Expression L’arabe serait-il encore chez lui en Algérie ? Il semble attaqué de toutes parts par un idiome de la consommation et de la communication hybride, paresseux et sans âme qui séduit les jeunes.
La langue arabe a vécu son printemps dans les années 1970, lorsqu’elle était portée à bout de bras par un ambitieux projet politique et culturel de réhabilitation de la personnalité nationale, une des revendications constantes des mouvements d’indépendance. Mais le « rétropédalage » amorcé ces dernières années, notamment dans le rap et la publicité, au nom d’un consumérisme envahissant, en a fait pratiquement une langue en état de siège. Submergée par une novlangue (1) aliénante et réductrice, elle semble céder la place à un affreux sabir devenu la langue de communication de beaucoup de jeunes Algériens. Il compte déjà à son palmarès deux victimes expiatoires : le français et l'arabe, qui sont également massacrés dans les parlers de la rue. Lors d'une « Journée d’étude sur l’hybridation de la langue arabe en Algérie : origines et solutions », le Conseil supérieur de la langue arabe, chargé de promouvoir la langue nationale, a fini par tirer la sonnette d’alarme.

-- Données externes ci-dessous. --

//! Index error types with fail-fast semantics.
//!
//! Every variant here is recoverable by the caller: looking up an id that
//! was never inserted, inserting an id twice, mixing codes of different
//! widths in one index, or reading back a corrupt persisted index.

use thiserror::Error;

/// Candidate index operation errors.
#[derive(Error, Debug, Clone, PartialEq, Eq)]
pub enum IndexError {
    /// Candidate id not present in the index.
    #[error("INDEX ERROR: candidate {id} not found")]
    NotFound {
        /// The missing candidate id
        id: u64,
    },

    /// Candidate id already present.
    ///
    /// Existing entries are never overwritten; reindexing must clear or
    /// rebuild the index first.
    #[error("INDEX ERROR: candidate {id} already indexed - clear or rebuild before reindexing")]
    DuplicateId {
        /// The duplicated candidate id
        id: u64,
    },

    /// Code width disagrees with the index configuration.
    #[error("INDEX ERROR: code length mismatch - expected {expected} bits, got {actual}")]
    CodeLengthMismatch {
        /// Bits per code configured on the index
        expected: usize,
        /// Bits in the offending code
        actual: usize,
    },

    /// Packed buffer does not hold exactly ceil(bits / 8) bytes.
    #[error("INDEX ERROR: packed buffer of {bytes} bytes cannot hold a {bits}-bit code")]
    InvalidPackedLength {
        /// Declared code width
        bits: usize,
        /// Buffer length received
        bytes: usize,
    },

    /// Persisted code arena does not hold exactly one code per id.
    #[error("INDEX ERROR: code arena of {bytes} bytes does not hold {entries} codes of {code_bytes} bytes")]
    CorruptArena {
        /// Number of stored ids
        entries: usize,
        /// Arena length received
        bytes: usize,
        /// Bytes per packed code
        code_bytes: usize,
    },

    /// Zero-width codes cannot be indexed.
    #[error("INDEX ERROR: code width must be at least 1 bit")]
    ZeroWidth,
}

/// Result type for index operations.
pub type IndexResult<T> = Result<T, IndexError>;
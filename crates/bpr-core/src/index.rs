//! Candidate index over packed binary codes.
//!
//! The index is the shortlist stage of retrieval: given a query code it
//! returns the k stored codes closest in Hamming distance. It also hands back
//! the stored code for an id so the re-ranker can score it against a dense
//! query.

use std::collections::HashMap;

use serde::{Deserialize, Serialize};

use crate::code::{hamming_distance, packed_len, BinaryCode};
use crate::error::{IndexError, IndexResult};

/// Pluggable Hamming-search backend.
///
/// Implementations must be exact with respect to the ordering contract:
/// ascending Hamming distance, ties broken by ascending id.
pub trait CandidateIndex: Send + Sync {
    /// Store `code` under `id`.
    ///
    /// # Errors
    /// - `DuplicateId` if `id` is already present
    /// - `CodeLengthMismatch` if the code width differs from [`code_bits`](Self::code_bits)
    fn insert(&mut self, id: u64, code: &BinaryCode) -> IndexResult<()>;

    /// Up to `k` `(id, hamming)` pairs nearest to `query`.
    ///
    /// `k >= len()` returns every entry. `k == 0` returns nothing.
    fn search(&self, query: &BinaryCode, k: usize) -> IndexResult<Vec<(u64, u32)>>;

    /// The stored code for `id`.
    fn reconstruct(&self, id: u64) -> IndexResult<BinaryCode>;

    fn len(&self) -> usize;

    fn is_empty(&self) -> bool {
        self.len() == 0
    }

    /// Bits per code (the embedding dimension).
    fn code_bits(&self) -> usize;

    /// Bytes per packed code.
    fn code_bytes(&self) -> usize {
        packed_len(self.code_bits())
    }

    /// Drop every entry. Required before re-inserting existing ids.
    fn clear(&mut self);

    /// Ids in insertion order.
    fn ids(&self) -> Vec<u64>;
}

/// Exact brute-force Hamming index.
///
/// Codes live in one contiguous byte arena, `code_bytes` per entry, in
/// insertion order. Search scans the whole arena.
///
/// Deserialization validates the arena and rebuilds the id lookup, so a
/// truncated or corrupt file fails with an [`IndexError`].
#[derive(Debug, Clone, Serialize, Deserialize)]
#[serde(try_from = "FlatIndexParts")]
pub struct FlatHammingIndex {
    code_bits: usize,
    ids: Vec<u64>,
    codes: Vec<u8>,
    #[serde(skip)]
    positions: HashMap<u64, usize>,
}

/// Unchecked serde form of [`FlatHammingIndex`].
#[derive(Deserialize)]
struct FlatIndexParts {
    code_bits: usize,
    ids: Vec<u64>,
    codes: Vec<u8>,
}

impl TryFrom<FlatIndexParts> for FlatHammingIndex {
    type Error = IndexError;

    fn try_from(parts: FlatIndexParts) -> IndexResult<Self> {
        let mut index = FlatHammingIndex::new(parts.code_bits)?;
        let width = packed_len(parts.code_bits);
        if parts.codes.len() != parts.ids.len() * width {
            return Err(IndexError::CorruptArena {
                entries: parts.ids.len(),
                bytes: parts.codes.len(),
                code_bytes: width,
            });
        }
        for (&id, slot) in parts.ids.iter().zip(parts.codes.chunks_exact(width)) {
            let code = BinaryCode::from_packed(slot.to_vec(), parts.code_bits)?;
            index.insert(id, &code)?;
        }
        Ok(index)
    }
}

impl FlatHammingIndex {
    /// Empty index for `code_bits`-bit codes.
    ///
    /// # Errors
    /// `ZeroWidth` if `code_bits == 0`.
    pub fn new(code_bits: usize) -> IndexResult<Self> {
        if code_bits == 0 {
            return Err(IndexError::ZeroWidth);
        }
        Ok(Self {
            code_bits,
            ids: Vec::new(),
            codes: Vec::new(),
            positions: HashMap::new(),
        })
    }

    fn slot(&self, pos: usize) -> &[u8] {
        let width = packed_len(self.code_bits);
        &self.codes[pos * width..(pos + 1) * width]
    }

    fn position(&self, id: u64) -> Option<usize> {
        self.positions.get(&id).copied()
    }

    fn check_width(&self, code: &BinaryCode) -> IndexResult<()> {
        if code.bits() != self.code_bits {
            return Err(IndexError::CodeLengthMismatch {
                expected: self.code_bits,
                actual: code.bits(),
            });
        }
        Ok(())
    }
}

impl CandidateIndex for FlatHammingIndex {
    fn insert(&mut self, id: u64, code: &BinaryCode) -> IndexResult<()> {
        self.check_width(code)?;
        if self.position(id).is_some() {
            return Err(IndexError::DuplicateId { id });
        }
        self.positions.insert(id, self.ids.len());
        self.ids.push(id);
        self.codes.extend_from_slice(code.as_bytes());
        Ok(())
    }

    fn search(&self, query: &BinaryCode, k: usize) -> IndexResult<Vec<(u64, u32)>> {
        self.check_width(query)?;
        if k == 0 || self.ids.is_empty() {
            return Ok(Vec::new());
        }

        let mut scored: Vec<(u64, u32)> = self
            .ids
            .iter()
            .enumerate()
            .map(|(pos, &id)| (id, hamming_distance(query.as_bytes(), self.slot(pos))))
            .collect();

        let order = |a: &(u64, u32), b: &(u64, u32)| a.1.cmp(&b.1).then(a.0.cmp(&b.0));
        if k < scored.len() {
            scored.select_nth_unstable_by(k - 1, order);
            scored.truncate(k);
        }
        scored.sort_unstable_by(order);
        Ok(scored)
    }

    fn reconstruct(&self, id: u64) -> IndexResult<BinaryCode> {
        let pos = self.position(id).ok_or(IndexError::NotFound { id })?;
        BinaryCode::from_packed(self.slot(pos).to_vec(), self.code_bits)
    }

    fn len(&self) -> usize {
        self.ids.len()
    }

    fn code_bits(&self) -> usize {
        self.code_bits
    }

    fn clear(&mut self) {
        tracing::debug!(entries = self.ids.len(), "clearing flat hamming index");
        self.ids.clear();
        self.codes.clear();
        self.positions.clear();
    }

    fn ids(&self) -> Vec<u64> {
        self.ids.clone()
    }
}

Il n’y a pas longtemps, le président Abdelaziz Bouteflika a donné un exemple savoureux de cette novlangue que des linguistes célèbrent comme l'avènement d'un idiome populaire qui pourrait triompher de la langue classique. « Je ne parviens pas à déterminer quelle langue parlent les Algériens. Ce n’est ni de l’arabe, ni du français ni de l’amazigh [berbère]. C’est un mauvais mélange, des propos hybrides que l’on comprend à peine. Prenons l’exemple du terme mayixistiche [« cela n’existe pas »]. Il ne peut être compris que par l’Algérien du xxie siècle », s’est indigné le chef de l'État, qui pratique l'arabe et le français avec une égale maîtrise. On peut y ajouter matsacomptiche [« ça ne compte pas »] et « matandaniche (« il ne m’a pas attendu »), et bien d’autres monstres lexicaux combinant le vocabulaire français à la syntaxe arabe.
L’âme de la nation
Le président du Conseil supérieur de la langue arabe, Mohamed Larbi Ould Khelifa, a qualifié de « pollution » ces emprunts étrangers plaqués d’une façon anarchique sur la langue nationale. Loin d'enrichir le parler populaire, ils l’ont appauvri. Il y a un demi-siècle, en dépit d’une colonisation aux objectifs assimilationnistes affichés, les quartiers populaires avaient réussi à sauvegarder une langue arabe de bonne facture. Ils s’y exprimaient avec finesse, notamment dans les bouqalat (poèmes amoureux des terrasses de la casbah), dans la chanson chaâbi, ou le meilleur du théâtre populaire. L'arabe était alors la langue de la résistance à l'assimilation voulue par l'ennemi. Dans les années 1970, il élargissait son espace dans l'enseignement à tous les niveaux et s’imposait dans l'environnement : formulaires administratifs, financiers, bancaires, enseignes commerciales, etc.
Si l’usage de la langue arabe reste la règle dans les discours officiels – quoique certains ministres n’hésitent plus à l’enfreindre –, il n’est plus observé avec la même rigueur sur les enseignes commerciales ou dans la correspondance administrative. Pressés de faire triompher la nouvelle religion consumériste, les publicitaires ont trouvé plus facile de cultiver la novlangue. Il n'est pourtant pas trop tard pour récupérer l'espace perdu, estime le Conseil supérieur de la langue arabe. L'enjeu est de taille, selon Safia Matahri, professeur à l’université d’Oran. Elle souligne que souveraineté nationale et souveraineté linguistique restent indissociables, la langue étant « l’âme de la nation ».
(1) La langue imaginaire dans 1984, le roman de George Orwell.